Isolated storage is another alternative.
Doesn't clutter install directory
Doesn't cause issues with AnitVirus software
Part of the OS including .Net objects, don't need to install anything else
Already works with the Windows security model
Exists on a per user basis, so saved settings are separated for each user
Can serialize/deserialize obects directly into it
SQLite is what your looking for and is compatible with c#
If you dont want to store data in a SQLite db on the end users PC you could call out to a web service on another server which stores it's data in SQL Server or something else.
I don't believe a windows form project can modify itself like that (I've tried to find a way to do this myself some time ago). Some form of hosted application such as a silverlight application (where the application is essentially a zip file) may be the way to go. Silverlight applications would require the silverlight plugin though (and I'm still not sure if a silverlight application is allowed to modify itself).
I would think that one config file of some sort would be prefereable, and not leave much clutter.
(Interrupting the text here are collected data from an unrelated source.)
//! Dump output directory and report files
//!
//! File names here are what downstream tooling looks for; do not rename.

use std::path::{Path, PathBuf};

use chrono::{DateTime, Local};
use serde::Serialize;

use fdump_core::prelude::*;

use crate::assets::EmbedReport;

/// Artifact file names.
pub mod files {
    pub const SUMMARY_TREE: &str = "summary_tree.json";
    pub const LAYOUT_BY_ID: &str = "layout_by_id.json";
    pub const DETAILS_BY_ID: &str = "details_by_id.json";
    pub const FULL_DESIGN: &str = "full_design.json";
    pub const FIGMA_LAYOUT_RAW: &str = "figma_layout_raw.json";
    pub const FIGMA_LAYOUT: &str = "figma_layout.json";
    pub const ERROR_LOG: &str = "error_log.txt";
    pub const SUCCESS_LOG: &str = "success_log.txt";
}

/// Characters shown on each side of a parse error.
const ERROR_WINDOW_CHARS: usize = 200;

/// Characters shown from each end of an unparsable payload.
const EDGE_PREVIEW_CHARS: usize = 1000;

/// An output directory that remembers what was written to it.
#[derive(Debug)]
pub struct DumpDir {
    path: PathBuf,
    written: Vec<PathBuf>,
}

impl DumpDir {
    /// Create `path` (and parents) if needed.
    pub fn create(path: impl Into<PathBuf>) -> Result<Self> {
        let path = path.into();
        std::fs::create_dir_all(&path)
            .with_context(|| format!("Failed to create dump directory {}", path.display()))?;
        Ok(Self {
            path,
            written: Vec::new(),
        })
    }

    pub fn path(&self) -> &Path {
        &self.path
    }

    /// Files written so far, in order.
    pub fn written(&self) -> &[PathBuf] {
        &self.written
    }

    /// Write `value` as pretty-printed JSON.
    pub fn write_json<T: Serialize + ?Sized>(&mut self, name: &str, value: &T) -> Result<PathBuf> {
        let text = serde_json::to_string_pretty(value)?;
        self.write_text(name, &text)
    }

    pub fn write_text(&mut self, name: &str, text: &str) -> Result<PathBuf> {
        let file = self.path.join(name);
        std::fs::write(&file, text)
            .with_context(|| format!("Failed to write {}", file.display()))?;
        info!("Saved {}", file.display());
        if !self.written.contains(&file) {
            self.written.push(file.clone());
        }
        Ok(file)
    }
}

/// Char offset into `raw` for a 1-based `line`/`column` error position.
pub fn error_offset(raw: &str, line: usize, column: usize) -> Option<usize> {
    if line == 0 {
        return None;
    }
    let line_start: usize = raw.split('\n').take(line - 1).map(|l| l.len() + 1).sum();
    let mut byte = (line_start + column.saturating_sub(1)).min(raw.len());
    while !raw.is_char_boundary(byte) {
        byte -= 1;
    }
    Some(raw[..byte].chars().count())
}

fn char_slice(raw: &str, start: usize, end: usize) -> String {
    raw.chars().skip(start).take(end.saturating_sub(start)).collect()
}

/// Contents of `error_log.txt` for a payload that failed to parse.
pub fn parse_error_report(raw: &str, message: &str, offset: Option<usize>) -> String {
    let len = raw.chars().count();
    let mut report = String::new();

    report.push_str("JSON parse error\n");
    report.push_str(&format!("Message: {}\n", message));
    report.push_str(&format!("Length: {} chars\n\n", len));

    if let Some(pos) = offset {
        let start = pos.saturating_sub(ERROR_WINDOW_CHARS);
        let end = (pos + ERROR_WINDOW_CHARS).min(len);
        report.push_str(&format!("Error position: {}\n", pos));
        report.push_str(&format!(
            "Text around error ({}-{}):\n{}\n\n",
            start,
            end,
            char_slice(raw, start, end)
        ));
    }

    report.push_str(&format!(
        "First {} chars:\n{}\n\n",
        EDGE_PREVIEW_CHARS,
        char_slice(raw, 0, EDGE_PREVIEW_CHARS)
    ));
    if len > EDGE_PREVIEW_CHARS {
        report.push_str(&format!(
            "Last {} chars:\n{}\n",
            EDGE_PREVIEW_CHARS,
            char_slice(raw, len - EDGE_PREVIEW_CHARS, len)
        ));
    }

    report
}

/// Contents of `success_log.txt`.
pub fn success_report(
    timestamp: DateTime<Local>,
    raw_len: usize,
    node_count: usize,
    images: &EmbedReport,
    files: &[PathBuf],
) -> String {
    let mut report = String::from("Layout extraction succeeded\n\n");
    report.push_str(&format!(
        "Timestamp: {}\n",
        timestamp.format("%Y-%m-%d %H:%M:%S")
    ));
    report.push_str(&format!("JSON length: {} chars\n", raw_len));
    report.push_str(&format!("Node count: {}\n", node_count));
    report.push_str(&format!(
        "Images: {} embedded, {} with errors\n\n",
        images.embedded.len(),
        images.issues.len()
    ));
    report.push_str("Files:\n");
    for file in files {
        report.push_str(&format!("- {}\n", file.display()));
    }
    report
}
One way to ensure that your applicaiton is entirely self contained would be to use a program like ThinStall after you have compiled the project. This virtualises the application and could give it it's own file system or registry internally to the .exe file.
One way for an executable to change itself would be to put another executable inside it, (embed as a resource then extract it to a file when needed). This executable could then modify the first, however I don't think ther'es any framework for it to do that, so it would require knowing excatly what to change and where.